[What you need to do]
Of the lines in the data below, write out exactly those from the one holding "if rect.w <= 0.0" through the one holding "outside the surface.", both included.

★ ★ ★ ★

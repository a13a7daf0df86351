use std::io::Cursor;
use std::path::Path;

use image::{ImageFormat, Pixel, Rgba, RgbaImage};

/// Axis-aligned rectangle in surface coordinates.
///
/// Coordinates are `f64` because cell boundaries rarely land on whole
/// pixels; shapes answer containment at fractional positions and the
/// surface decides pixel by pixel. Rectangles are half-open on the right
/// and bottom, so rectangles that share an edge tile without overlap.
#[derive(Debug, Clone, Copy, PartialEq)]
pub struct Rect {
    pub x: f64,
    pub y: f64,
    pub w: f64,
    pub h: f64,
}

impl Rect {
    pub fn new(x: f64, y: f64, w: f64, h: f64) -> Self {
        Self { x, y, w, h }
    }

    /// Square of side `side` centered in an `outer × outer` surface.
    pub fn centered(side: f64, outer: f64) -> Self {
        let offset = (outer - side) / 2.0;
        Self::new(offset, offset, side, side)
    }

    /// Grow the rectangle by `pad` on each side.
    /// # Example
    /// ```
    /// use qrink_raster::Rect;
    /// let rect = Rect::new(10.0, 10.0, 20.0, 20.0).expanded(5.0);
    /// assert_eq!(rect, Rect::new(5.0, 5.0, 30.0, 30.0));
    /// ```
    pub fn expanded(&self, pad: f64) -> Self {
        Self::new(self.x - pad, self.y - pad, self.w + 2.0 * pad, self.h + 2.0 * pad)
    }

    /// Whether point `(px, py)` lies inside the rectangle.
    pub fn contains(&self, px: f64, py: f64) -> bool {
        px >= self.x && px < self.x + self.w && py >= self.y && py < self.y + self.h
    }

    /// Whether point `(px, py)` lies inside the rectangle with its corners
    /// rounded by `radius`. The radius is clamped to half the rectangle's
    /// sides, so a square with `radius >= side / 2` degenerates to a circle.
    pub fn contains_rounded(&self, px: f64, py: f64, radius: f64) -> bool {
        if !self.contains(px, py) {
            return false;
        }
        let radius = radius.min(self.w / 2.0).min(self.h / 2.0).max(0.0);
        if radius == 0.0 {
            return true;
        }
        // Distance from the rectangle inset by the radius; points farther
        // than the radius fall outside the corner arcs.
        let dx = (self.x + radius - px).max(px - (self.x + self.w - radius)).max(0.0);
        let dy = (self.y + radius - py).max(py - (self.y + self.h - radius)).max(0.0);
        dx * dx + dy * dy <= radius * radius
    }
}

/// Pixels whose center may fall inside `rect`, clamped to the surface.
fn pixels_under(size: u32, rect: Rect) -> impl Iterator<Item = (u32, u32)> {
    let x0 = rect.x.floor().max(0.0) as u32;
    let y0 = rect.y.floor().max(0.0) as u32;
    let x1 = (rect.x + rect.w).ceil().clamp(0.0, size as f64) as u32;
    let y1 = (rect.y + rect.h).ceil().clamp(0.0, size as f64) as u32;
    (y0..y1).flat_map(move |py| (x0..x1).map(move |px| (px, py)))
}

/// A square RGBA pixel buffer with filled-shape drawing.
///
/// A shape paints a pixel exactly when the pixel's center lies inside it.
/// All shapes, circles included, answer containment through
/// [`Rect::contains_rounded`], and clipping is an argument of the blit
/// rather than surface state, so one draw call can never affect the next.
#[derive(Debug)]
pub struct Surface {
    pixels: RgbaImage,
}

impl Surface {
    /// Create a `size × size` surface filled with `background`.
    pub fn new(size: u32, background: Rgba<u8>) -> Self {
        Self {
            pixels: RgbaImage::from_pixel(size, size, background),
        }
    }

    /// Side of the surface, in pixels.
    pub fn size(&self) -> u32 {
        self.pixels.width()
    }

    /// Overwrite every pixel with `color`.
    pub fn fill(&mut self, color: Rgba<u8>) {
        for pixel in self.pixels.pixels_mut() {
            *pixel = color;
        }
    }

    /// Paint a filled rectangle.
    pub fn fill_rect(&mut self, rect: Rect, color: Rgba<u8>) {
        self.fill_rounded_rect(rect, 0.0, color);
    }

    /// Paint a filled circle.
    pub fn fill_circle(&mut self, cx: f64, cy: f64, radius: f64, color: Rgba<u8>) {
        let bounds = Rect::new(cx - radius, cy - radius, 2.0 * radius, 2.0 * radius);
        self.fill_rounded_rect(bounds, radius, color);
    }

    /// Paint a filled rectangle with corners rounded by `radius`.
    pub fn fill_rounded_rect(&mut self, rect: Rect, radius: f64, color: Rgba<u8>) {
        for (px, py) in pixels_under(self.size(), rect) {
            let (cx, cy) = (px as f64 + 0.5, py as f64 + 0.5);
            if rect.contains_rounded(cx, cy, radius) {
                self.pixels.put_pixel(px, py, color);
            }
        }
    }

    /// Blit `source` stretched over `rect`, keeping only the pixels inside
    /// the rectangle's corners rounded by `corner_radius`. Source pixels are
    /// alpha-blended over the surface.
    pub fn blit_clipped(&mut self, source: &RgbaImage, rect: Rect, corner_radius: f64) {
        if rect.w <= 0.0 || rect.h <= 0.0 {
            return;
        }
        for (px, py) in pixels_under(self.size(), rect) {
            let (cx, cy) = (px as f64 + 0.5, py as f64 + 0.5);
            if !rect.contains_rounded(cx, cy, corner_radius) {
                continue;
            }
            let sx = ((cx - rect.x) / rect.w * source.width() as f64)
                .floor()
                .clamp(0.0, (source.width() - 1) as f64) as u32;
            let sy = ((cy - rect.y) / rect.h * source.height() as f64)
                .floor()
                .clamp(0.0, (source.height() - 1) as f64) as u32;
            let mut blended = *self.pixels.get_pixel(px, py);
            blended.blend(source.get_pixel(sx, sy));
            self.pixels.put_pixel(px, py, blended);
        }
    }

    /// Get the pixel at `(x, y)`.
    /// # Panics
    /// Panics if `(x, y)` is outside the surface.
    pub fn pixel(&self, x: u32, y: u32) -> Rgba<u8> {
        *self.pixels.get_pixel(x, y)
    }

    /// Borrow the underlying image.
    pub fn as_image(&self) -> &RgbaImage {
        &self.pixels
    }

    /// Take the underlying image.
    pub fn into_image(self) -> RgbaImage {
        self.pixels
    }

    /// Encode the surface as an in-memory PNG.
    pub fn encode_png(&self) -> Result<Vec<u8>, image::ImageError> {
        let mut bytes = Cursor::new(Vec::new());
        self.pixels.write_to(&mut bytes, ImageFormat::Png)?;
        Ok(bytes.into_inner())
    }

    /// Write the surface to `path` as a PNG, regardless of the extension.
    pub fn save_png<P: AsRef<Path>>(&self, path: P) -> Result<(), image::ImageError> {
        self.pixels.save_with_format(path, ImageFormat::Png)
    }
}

★ ★ ★ ★

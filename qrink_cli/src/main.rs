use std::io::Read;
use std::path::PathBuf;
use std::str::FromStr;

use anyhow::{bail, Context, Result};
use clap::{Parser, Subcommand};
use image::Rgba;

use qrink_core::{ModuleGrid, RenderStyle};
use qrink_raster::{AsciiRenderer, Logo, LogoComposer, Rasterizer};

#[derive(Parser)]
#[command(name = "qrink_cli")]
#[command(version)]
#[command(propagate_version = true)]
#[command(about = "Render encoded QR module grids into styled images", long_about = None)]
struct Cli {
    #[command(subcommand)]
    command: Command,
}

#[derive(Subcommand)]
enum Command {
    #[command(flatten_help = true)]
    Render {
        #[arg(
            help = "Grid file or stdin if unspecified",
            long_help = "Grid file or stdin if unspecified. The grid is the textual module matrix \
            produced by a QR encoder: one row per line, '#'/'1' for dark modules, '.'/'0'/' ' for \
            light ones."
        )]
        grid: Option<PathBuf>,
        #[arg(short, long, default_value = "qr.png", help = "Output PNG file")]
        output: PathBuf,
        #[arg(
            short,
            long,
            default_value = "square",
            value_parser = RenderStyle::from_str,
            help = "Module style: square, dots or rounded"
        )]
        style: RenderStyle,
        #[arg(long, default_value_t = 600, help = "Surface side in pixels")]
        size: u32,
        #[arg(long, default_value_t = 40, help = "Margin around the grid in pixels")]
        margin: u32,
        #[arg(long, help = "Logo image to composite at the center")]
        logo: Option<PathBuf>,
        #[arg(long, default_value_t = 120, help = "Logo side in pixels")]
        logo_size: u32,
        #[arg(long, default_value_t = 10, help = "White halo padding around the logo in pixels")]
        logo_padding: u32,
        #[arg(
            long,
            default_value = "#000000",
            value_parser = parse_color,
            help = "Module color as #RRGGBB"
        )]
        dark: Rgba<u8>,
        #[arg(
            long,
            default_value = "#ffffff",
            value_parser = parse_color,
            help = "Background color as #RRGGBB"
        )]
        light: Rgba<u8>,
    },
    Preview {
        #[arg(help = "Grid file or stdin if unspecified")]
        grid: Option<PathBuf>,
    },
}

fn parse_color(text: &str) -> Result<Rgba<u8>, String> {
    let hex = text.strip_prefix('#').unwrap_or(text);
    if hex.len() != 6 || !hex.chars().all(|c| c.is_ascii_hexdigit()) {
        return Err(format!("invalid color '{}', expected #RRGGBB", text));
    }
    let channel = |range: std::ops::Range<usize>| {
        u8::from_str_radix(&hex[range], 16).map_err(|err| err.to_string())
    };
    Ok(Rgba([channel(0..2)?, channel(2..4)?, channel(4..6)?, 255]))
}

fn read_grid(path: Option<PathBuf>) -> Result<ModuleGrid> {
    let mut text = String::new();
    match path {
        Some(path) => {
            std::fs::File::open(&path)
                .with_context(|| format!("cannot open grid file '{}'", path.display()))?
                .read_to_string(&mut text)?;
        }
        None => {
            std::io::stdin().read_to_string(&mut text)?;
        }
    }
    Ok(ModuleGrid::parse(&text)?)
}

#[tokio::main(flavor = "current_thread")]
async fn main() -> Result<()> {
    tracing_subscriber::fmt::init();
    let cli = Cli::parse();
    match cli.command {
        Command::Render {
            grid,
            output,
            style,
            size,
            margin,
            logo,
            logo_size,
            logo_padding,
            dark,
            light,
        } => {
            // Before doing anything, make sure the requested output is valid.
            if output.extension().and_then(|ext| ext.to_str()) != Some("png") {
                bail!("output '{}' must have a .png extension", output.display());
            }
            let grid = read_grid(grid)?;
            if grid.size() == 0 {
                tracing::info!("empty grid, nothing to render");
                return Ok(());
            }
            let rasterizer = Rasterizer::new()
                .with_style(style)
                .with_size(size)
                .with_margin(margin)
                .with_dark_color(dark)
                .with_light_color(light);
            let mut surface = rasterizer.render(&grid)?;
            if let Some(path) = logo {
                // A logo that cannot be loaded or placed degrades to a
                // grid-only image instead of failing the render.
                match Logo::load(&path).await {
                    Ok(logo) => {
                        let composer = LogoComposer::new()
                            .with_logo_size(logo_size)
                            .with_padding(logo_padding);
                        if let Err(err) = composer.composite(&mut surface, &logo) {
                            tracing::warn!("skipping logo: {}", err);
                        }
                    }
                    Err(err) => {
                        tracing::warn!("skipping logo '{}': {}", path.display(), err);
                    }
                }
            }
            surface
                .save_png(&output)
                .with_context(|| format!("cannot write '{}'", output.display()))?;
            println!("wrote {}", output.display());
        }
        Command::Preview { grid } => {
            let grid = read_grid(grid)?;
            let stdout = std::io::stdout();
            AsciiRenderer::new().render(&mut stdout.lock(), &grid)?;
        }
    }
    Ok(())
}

★ ★ ★ ★

[Output of the task]
        if rect.w <= 0.0 || rect.h <= 0.0 {
            return;
        }
        for (px, py) in pixels_under(self.size(), rect) {
            let (cx, cy) = (px as f64 + 0.5, py as f64 + 0.5);
            if !rect.contains_rounded(cx, cy, corner_radius) {
                continue;
            }
            let sx = ((cx - rect.x) / rect.w * source.width() as f64)
                .floor()
                .clamp(0.0, (source.width() - 1) as f64) as u32;
            let sy = ((cy - rect.y) / rect.h * source.height() as f64)
                .floor()
                .clamp(0.0, (source.height() - 1) as f64) as u32;
            let mut blended = *self.pixels.get_pixel(px, py);
            blended.blend(source.get_pixel(sx, sy));
            self.pixels.put_pixel(px, py, blended);
        }
    }

    /// Get the pixel at `(x, y)`.
    /// # Panics
    /// Panics if `(x, y)` is outside the surface.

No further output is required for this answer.